Diversity Jurisdiction for Llcs
Business Law Today, Vol. 14, p. 31, October 2004
6 Pages Posted: 17 Sep 2006
Abstract
Is an LLC more like a corporation or a partnership?
In the early days of the modern U.S. limited liability company, lawyers and judges often had to examine that question. Although the question has different answers in different legal contexts, for most contexts, it is now settled.
Nowhere is the question more emphatically settled than in the context of federal diversity jurisdiction, whose purpose is to protect out-of-state parties from potential prejudice in local courts. In Belleville Catering Co. v. Champaign Marketplace, LLC, 350 F.3d 691, 692 (7th Cir. 2003), a case involving an Illinois corporation and a Delaware LLC, the Seventh Circuit bluntly chastised the lawyers for both parties for a jurisdictional statement that was transparently incomplete and incorrect and for an insouciance toward the requirements of federal jurisdiction [which] has caused a waste of time and money.

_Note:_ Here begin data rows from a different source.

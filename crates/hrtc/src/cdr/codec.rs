// SPDX-License-Identifier: Apache-2.0 OR MIT
// Copyright (c) 2025-2026 naskel.com

//! Byte-order aware CDR writer and reader.

use super::{ByteData, CdrData, CdrError, Endian};

/// Appends CDR-encoded primitives to a growable buffer.
pub struct CdrWriter {
    buf: Vec<u8>,
    endian: Endian,
}

macro_rules! write_num {
    ($($fn:ident: $ty:ty;)*) => {
        $(
            /// Append one aligned primitive.
            pub fn $fn(&mut self, v: $ty) {
                self.align(std::mem::size_of::<$ty>());
                match self.endian {
                    Endian::Little => self.buf.extend_from_slice(&v.to_le_bytes()),
                    Endian::Big => self.buf.extend_from_slice(&v.to_be_bytes()),
                }
            }
        )*
    };
}

impl CdrWriter {
    /// New writer with the given byte order.
    pub fn new(endian: Endian) -> Self {
        Self {
            buf: Vec::with_capacity(64),
            endian,
        }
    }

    /// Byte order in use.
    pub fn endian(&self) -> Endian {
        self.endian
    }

    fn align(&mut self, n: usize) {
        let pad = (n - self.buf.len() % n) % n;
        self.buf.resize(self.buf.len() + pad, 0);
    }

    /// Append one octet.
    pub fn write_u8(&mut self, v: u8) {
        self.buf.push(v);
    }

    /// Append a boolean as one octet.
    pub fn write_bool(&mut self, v: bool) {
        self.buf.push(u8::from(v));
    }

    write_num! {
        write_i16: i16;
        write_u16: u16;
        write_i32: i32;
        write_u32: u32;
        write_i64: i64;
        write_u64: u64;
        write_f32: f32;
        write_f64: f64;
    }

    /// Append a string: length (including NUL), bytes, NUL.
    pub fn write_string(&mut self, s: &str) {
        let len = u32::try_from(s.len() + 1).unwrap_or(u32::MAX);
        self.write_u32(len);
        self.buf.extend_from_slice(s.as_bytes());
        self.buf.push(0);
    }

    /// Append a sequence: element count then elements.
    pub fn write_seq<T: CdrData>(&mut self, items: &[T]) {
        self.write_u32(u32::try_from(items.len()).unwrap_or(u32::MAX));
        for item in items {
            item.encode(self);
        }
    }

    /// Finish encoding.
    pub fn finish(self) -> ByteData {
        ByteData::new(self.buf, self.endian)
    }
}

/// Reads CDR-encoded primitives from a byte slice.
pub struct CdrReader<'a> {
    data: &'a [u8],
    pos: usize,
    endian: Endian,
}

macro_rules! read_num {
    ($($fn:ident: $ty:ty;)*) => {
        $(
            /// Read one aligned primitive.
            pub fn $fn(&mut self) -> Result<$ty, CdrError> {
                const N: usize = std::mem::size_of::<$ty>();
                self.align(N);
                let bytes = self.take(N)?;
                let mut raw = [0u8; N];
                raw.copy_from_slice(bytes);
                Ok(match self.endian {
                    Endian::Little => <$ty>::from_le_bytes(raw),
                    Endian::Big => <$ty>::from_be_bytes(raw),
                })
            }
        )*
    };
}

impl<'a> CdrReader<'a> {
    /// New reader over `data` encoded with `endian`.
    pub fn new(data: &'a [u8], endian: Endian) -> Self {
        Self {
            data,
            pos: 0,
            endian,
        }
    }

    /// Bytes not consumed yet.
    pub fn remaining(&self) -> usize {
        self.data.len() - self.pos
    }

    fn take(&mut self, n: usize) -> Result<&'a [u8], CdrError> {
        if self.remaining() < n {
            return Err(CdrError::UnexpectedEof {
                needed: n,
                remaining: self.remaining(),
            });
        }
        let slice = &self.data[self.pos..self.pos + n];
        self.pos += n;
        Ok(slice)
    }

    fn align(&mut self, n: usize) {
        let pad = (n - self.pos % n) % n;
        if self.remaining() >= pad {
            self.pos += pad;
        }
    }

    /// Read one octet.
    pub fn read_u8(&mut self) -> Result<u8, CdrError> {
        Ok(self.take(1)?[0])
    }

    /// Read a boolean octet.
    pub fn read_bool(&mut self) -> Result<bool, CdrError> {
        match self.read_u8()? {
            0 => Ok(false),
            1 => Ok(true),
            other => Err(CdrError::InvalidBool(other)),
        }
    }

    read_num! {
        read_i16: i16;
        read_u16: u16;
        read_i32: i32;
        read_u32: u32;
        read_i64: i64;
        read_u64: u64;
        read_f32: f32;
        read_f64: f64;
    }

    /// Read a NUL-terminated string.
    pub fn read_string(&mut self) -> Result<String, CdrError> {
        let len = self.read_u32()? as usize;
        if len == 0 {
            return Err(CdrError::InvalidString);
        }
        let bytes = self.take(len)?;
        let (body, nul) = bytes.split_at(len - 1);
        if nul != [0] {
            return Err(CdrError::InvalidString);
        }
        String::from_utf8(body.to_vec()).map_err(|_| CdrError::InvalidString)
    }

    /// Read a sequence of `T`.
    pub fn read_seq<T: CdrData>(&mut self) -> Result<Vec<T>, CdrError> {
        let count = self.read_u32()? as usize;
        // Cap the pre-allocation: a corrupt length must not reserve gigabytes.
        let mut items = Vec::with_capacity(count.min(self.remaining()));
        for _ in 0..count {
            items.push(T::decode(self)?);
        }
        Ok(items)
    }
}

#[cfg(test)]
mod tests {
    use super::*;

    #[test]
    fn test_alignment_padding() {
        let mut w = CdrWriter::new(Endian::Little);
        w.write_u8(7);
        w.write_f64(1.0);
        let data = w.finish();
        assert_eq!(data.len(), 16);
        let mut r = CdrReader::new(data.as_bytes(), data.endian());
        assert_eq!(r.read_u8(), Ok(7));
        assert_eq!(r.read_f64(), Ok(1.0));
        assert_eq!(r.remaining(), 0);
    }

    #[test]
    fn test_string_layout() {
        let mut w = CdrWriter::new(Endian::Big);
        w.write_string("ab");
        let data = w.finish();
        assert_eq!(data.as_bytes(), &[0, 0, 0, 3, b'a', b'b', 0]);
    }

    #[test]
    fn test_invalid_bool() {
        let mut r = CdrReader::new(&[2], Endian::Little);
        assert_eq!(r.read_bool(), Err(CdrError::InvalidBool(2)));
    }
}
// SPDX-License-Identifier: Apache-2.0 OR MIT
// Copyright (c) 2025-2026 naskel.com

#![allow(clippy::items_after_statements)] // Test helpers

//! Component lifecycle driven by manager-created execution contexts
//!
//! Components are created through a registered factory; their contexts are
//! stepped explicitly (externally triggered) or run on their own thread
//! (periodic).

use hrtc::manager::ComponentCtor;
use hrtc::{
    ComponentBehavior, ExecContextHandle, LifeCycleState, Manager, Properties, RtObject, RtcError,
    RtcResult,
};
use parking_lot::Mutex;
use std::sync::Arc;
use std::time::{Duration, Instant};

/// Callback log shared between a behavior and the test.
#[derive(Default)]
struct Journal {
    events: Mutex<Vec<&'static str>>,
    executes: Mutex<usize>,
}

impl Journal {
    fn push(&self, event: &'static str) {
        self.events.lock().push(event);
    }

    fn count(&self, event: &str) -> usize {
        self.events.lock().iter().filter(|e| **e == event).count()
    }

    fn executes(&self) -> usize {
        *self.executes.lock()
    }
}

struct Echo {
    journal: Arc<Journal>,
    fail_at: Option<usize>,
}

impl ComponentBehavior for Echo {
    fn on_initialize(&mut self) -> RtcResult<()> {
        self.journal.push("initialize");
        Ok(())
    }
    fn on_activated(&mut self, _: ExecContextHandle) -> RtcResult<()> {
        self.journal.push("activated");
        Ok(())
    }
    fn on_deactivated(&mut self, _: ExecContextHandle) -> RtcResult<()> {
        self.journal.push("deactivated");
        Ok(())
    }
    fn on_aborting(&mut self, _: ExecContextHandle) -> RtcResult<()> {
        self.journal.push("aborting");
        Ok(())
    }
    fn on_error(&mut self, _: ExecContextHandle) -> RtcResult<()> {
        self.journal.push("error");
        Ok(())
    }
    fn on_reset(&mut self, _: ExecContextHandle) -> RtcResult<()> {
        self.journal.push("reset");
        Ok(())
    }
    fn on_execute(&mut self, _: ExecContextHandle) -> RtcResult<()> {
        let mut n = self.journal.executes.lock();
        *n += 1;
        if self.fail_at == Some(*n) {
            return Err(RtcError::Error);
        }
        Ok(())
    }
    fn on_finalize(&mut self) -> RtcResult<()> {
        self.journal.push("finalize");
        Ok(())
    }
}

fn manager(ec_type: &str) -> Arc<Manager> {
    let ec_opt = format!("exec_cxt.periodic.type:{}", ec_type);
    let argv = vec![
        "rtcd",
        "-d",
        "-o",
        "logger.enable:NO",
        "-o",
        "timer.enable:NO",
        "-o",
        ec_opt.as_str(),
    ];
    let mgr = Manager::init(argv).expect("init");
    mgr.activate_manager().expect("activate");
    mgr
}

fn register_echo(mgr: &Manager, journal: &Arc<Journal>, fail_at: Option<usize>) {
    let journal = journal.clone();
    let ctor: ComponentCtor = Arc::new(move |_: &Arc<RtObject>| {
        Ok(Box::new(Echo {
            journal: journal.clone(),
            fail_at,
        }) as Box<dyn ComponentBehavior>)
    });
    mgr.register_factory(
        Properties::from_pairs(&[("type_name", "Echo"), ("category", "test")]),
        ctor,
        None,
    )
    .expect("register");
}

#[test]
fn test_activate_execute_deactivate() {
    let mgr = manager("ExtTrigExecutionContext");
    let journal = Arc::new(Journal::default());
    register_echo(&mgr, &journal, None);

    let comp = mgr.create_component("Echo").expect("create");
    assert_eq!(journal.count("initialize"), 1);
    let ec = mgr.get_component_context("Echo0").expect("context");
    assert!(ec.is_running());
    assert_eq!(ec.get_component_state(&comp), LifeCycleState::Inactive);

    ec.activate_component(&comp).expect("activate");
    ec.tick().expect("tick");
    assert_eq!(ec.get_component_state(&comp), LifeCycleState::Active);
    assert_eq!(journal.count("activated"), 1);
    assert_eq!(journal.executes(), 0);

    for expected in 1..=10 {
        ec.tick().expect("tick");
        assert_eq!(journal.executes(), expected);
    }

    ec.deactivate_component(&comp).expect("deactivate");
    ec.tick().expect("tick");
    assert_eq!(ec.get_component_state(&comp), LifeCycleState::Inactive);
    assert_eq!(journal.count("deactivated"), 1);
    assert_eq!(journal.executes(), 10);

    assert!(matches!(
        ec.reset_component(&comp),
        Err(RtcError::PreconditionNotMet(_))
    ));

    mgr.delete_component("Echo0").expect("delete");
    assert_eq!(journal.count("finalize"), 1);
    mgr.shutdown();
}

#[test]
fn test_error_on_fifth_execute_then_reset() {
    let mgr = manager("ExtTrigExecutionContext");
    let journal = Arc::new(Journal::default());
    register_echo(&mgr, &journal, Some(5));

    let comp = mgr.create_component("Echo").expect("create");
    let ec = mgr.get_component_context("Echo0").expect("context");
    ec.activate_component(&comp).expect("activate");
    ec.tick().expect("tick");

    for _ in 0..4 {
        ec.tick().expect("tick");
    }
    assert_eq!(ec.get_component_state(&comp), LifeCycleState::Active);
    ec.tick().expect("tick");
    assert_eq!(journal.executes(), 5);

    ec.tick().expect("tick");
    assert_eq!(ec.get_component_state(&comp), LifeCycleState::Error);
    assert_eq!(journal.count("aborting"), 1);
    assert_eq!(journal.count("deactivated"), 0);

    ec.tick().expect("tick");
    ec.tick().expect("tick");
    assert_eq!(journal.count("error"), 2);
    assert_eq!(journal.executes(), 5);
    {
        let events = journal.events.lock();
        let aborting = events.iter().position(|e| *e == "aborting");
        let error = events.iter().position(|e| *e == "error");
        assert!(aborting < error);
    }

    assert!(matches!(
        ec.deactivate_component(&comp),
        Err(RtcError::PreconditionNotMet(_))
    ));
    ec.reset_component(&comp).expect("reset");
    ec.tick().expect("tick");
    assert_eq!(ec.get_component_state(&comp), LifeCycleState::Inactive);
    assert_eq!(journal.count("reset"), 1);
    mgr.shutdown();
}

#[test]
fn test_finalize_refused_while_active() {
    let mgr = manager("ExtTrigExecutionContext");
    let journal = Arc::new(Journal::default());
    register_echo(&mgr, &journal, None);

    let comp = mgr.create_component("Echo").expect("create");
    let ec = mgr.get_component_context("Echo0").expect("context");
    ec.activate_component(&comp).expect("activate");
    ec.tick().expect("tick");
    assert_eq!(ec.get_component_state(&comp), LifeCycleState::Active);

    assert!(matches!(comp.finalize(), Err(RtcError::PreconditionNotMet(_))));
    assert!(!comp.is_finalized());
    assert_eq!(journal.count("finalize"), 0);
    ec.tick().expect("tick");
    assert_eq!(journal.executes(), 1);

    mgr.delete_component("Echo0").expect("delete");
    assert!(comp.is_finalized());
    assert_eq!(journal.count("finalize"), 1);
    mgr.shutdown();
}

#[test]
fn test_periodic_context_runs_at_rate() {
    let mgr = manager("PeriodicExecutionContext");
    let journal = Arc::new(Journal::default());
    register_echo(&mgr, &journal, None);

    let comp = mgr
        .create_component("Echo?exec_cxt.periodic.rate=100")
        .expect("create");
    let ec = mgr.get_component_context("Echo0").expect("context");
    assert_eq!(ec.get_rate(), 100.0);

    ec.activate_component(&comp).expect("activate");
    assert_eq!(ec.get_component_state(&comp), LifeCycleState::Active);

    let deadline = Instant::now() + Duration::from_secs(3);
    while journal.executes() < 10 && Instant::now() < deadline {
        std::thread::sleep(Duration::from_millis(5));
    }
    assert!(journal.executes() >= 10);

    ec.deactivate_component(&comp).expect("deactivate");
    assert_eq!(ec.get_component_state(&comp), LifeCycleState::Inactive);
    let executed = journal.executes();
    std::thread::sleep(Duration::from_millis(50));
    assert_eq!(journal.executes(), executed);

    mgr.shutdown();
    assert!(!ec.is_running());
    assert!(comp.is_finalized());
}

Vacating the district court judgment (which had followed a jury trial) and remanding with instructions to dismiss ... for want of subject-matter jurisdiction, the court also admonished the lawyers that:
The costs of a doomed foray into federal court should fall on the lawyers who failed to do their homework, not on the hapless clients.... The best way for counsel to make the litigants whole is to perform, without additional fees, any further services that are necessary to bring this suit to a conclusion in state court, or via settlement. That way the clients will pay just once for the litigation. This is intended not as a sanction, but simply to ensure that clients need not pay for lawyers' time that has been wasted for reasons beyond the clients' control.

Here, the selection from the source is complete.